BBC commentator and former player Alex Scott was also spotted walking through the airport, but members of the team itself were nowhere to be seen.
Airport staff eventually told waiting fans the team had left already.
Joanne Bruce, 51, travelled from Cambridgeshire at 10.30pm last night with her niece and sister, in the hope of thanking the team for their performance.
“We haven’t slept, we have just laughed and joked,” she said.
“It was just the three of us to start with. My sister was like ‘I really want to go early’.”
She added other fans “didn’t come until about four o’clock this morning”.
“We have now got a car parking ticket of £70-80, maybe more.”
The team lost 1-0 at a packed-out Stadium Australia in Sydney in the World Cup final on Sunday, failing to repeat their success at Euros 2022.
It was Spain’s first major international trophy – and England’s first competitive defeat under manager Sarina Wiegman in two years.
What’s next for the team?
The squad will regroup next month for its first tilt at the newly-formed UEFA Women’s Nations League – with their first match against Scotland taking place at the Stadium of Light in Sunderland on 22 September.
The final of the league will determine which European nations qualify for the women’s football tournament at the 2024 Paris Olympics, with both the winners and runners-up qualifying for the Games.

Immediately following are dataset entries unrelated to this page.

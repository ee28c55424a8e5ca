//! load: Bring a module into scope, optionally under an alias.

use async_trait::async_trait;

use crisp_types::{Action, Value};

use crate::ast::{CommandExpression, Node, NodeKind};
use crate::bindings::{BindingError, BindingSpace, BindingsManager};
use crate::error::{Error, ResolutionKind};
use crate::modules::{
    ArgSpec, ArgType, BindingResolver, Command, CommandArgs, CommandSchema, EagerContext,
    ExecContext,
};

/// Load command: `load voting` or `load voting as v`.
pub struct Load;

/// Split a module argument into module name and alias.
pub(crate) fn module_reference(node: &Node) -> Option<(&str, Option<&str>)> {
    match &node.kind {
        NodeKind::Identifier(name) => Some((name.as_str(), None)),
        NodeKind::As { left, right } => Some((left.identifier()?, Some(right.as_str()))),
        _ => None,
    }
}

fn bind_module(
    bindings: &mut BindingsManager,
    module: &str,
    alias: Option<&str>,
) -> Result<(), BindingError> {
    if !bindings.has_binding(module, BindingSpace::Module) {
        bindings.set_binding(module, Some(Value::from(module)), BindingSpace::Module, false)?;
    }
    if let Some(alias) = alias {
        bindings.set_binding(alias, Some(Value::from(module)), BindingSpace::Alias, false)?;
    }
    Ok(())
}

#[async_trait]
impl Command for Load {
    fn name(&self) -> &str {
        "load"
    }

    fn schema(&self) -> CommandSchema {
        CommandSchema::new("load", "Load a module, optionally under an alias")
            .arg(ArgSpec::required("module", ArgType::Module))
    }

    async fn run(
        &self,
        args: CommandArgs,
        ctx: &mut ExecContext<'_>,
    ) -> anyhow::Result<Vec<Action>> {
        let node = args
            .raw(0)
            .ok_or_else(|| anyhow::anyhow!("missing module argument"))?;
        let (module, alias) = module_reference(node)
            .ok_or_else(|| anyhow::anyhow!("expected `name` or `name as alias`"))?;
        if !ctx.registry().contains(module) {
            return Err(Error::resolution(ResolutionKind::Module, module, node.loc).into());
        }
        tracing::debug!(module, alias, "loading module");
        if let Err(err) = bind_module(ctx.bindings_mut(), module, alias) {
            return Err(ctx.binding_error(err).into());
        }
        Ok(Vec::new())
    }

    async fn run_eager(
        &self,
        node: &CommandExpression,
        ctx: &EagerContext<'_>,
    ) -> anyhow::Result<Option<BindingResolver>> {
        let Some((module, alias)) = node.args.first().and_then(module_reference) else {
            return Ok(None);
        };
        if !ctx.registry.contains(module) {
            return Ok(None);
        }
        let module = module.to_string();
        let alias = alias.map(String::from);
        Ok(Some(Box::new(move |bindings: &mut BindingsManager| {
            bind_module(bindings, &module, alias.as_deref())?;
            Ok(())
        })))
    }
}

The Nations League and the return of the Women’s Premier League the following month will provide an early chance to see if there is a World Cup bounce in public interest in the women’s game.
Interest in the Lionesses has not wavered despite their loss in the final.
Thousands have rallied to sign a petition calling on Nike to make a replica of Mary Earps’ shirt.
The England goalkeeper was voted the best keeper at the tournament and saved a penalty in the final, and Google Trends found online searches for her shirt rose 257% in a week.
More than 73,000 people have signed a petition after the manufacturer failed to include her kit in its selection of replica shirts printed with the names of the outfield players.
Nike has said it will re-think its approach in the future.
The prime minister and the Prince of Wales, who is president of the Football Association, were both criticised for not flying to Australia to see the squad play in the final.
A minister said Rishi Sunak “would have loved to have been there” but was too busy to go.
Education Minister Claire Coutinho told Sky News there was sufficient high-level representation at the match, as both the foreign secretary and sport secretary were in the stands.
“I know that the prime minister would have loved to have been there but he’s also got a huge amount of work to do,” Ms Coutinho said.
She denied that Mr Sunak would have gone if it had been the men’s team, saying “his schedule is so busy”.
The prime minister said he watched the game at his local pub in Northallerton and praised the Lionesses for leaving “an incredible set of memories” and inspiring “a whole generation of youngsters”.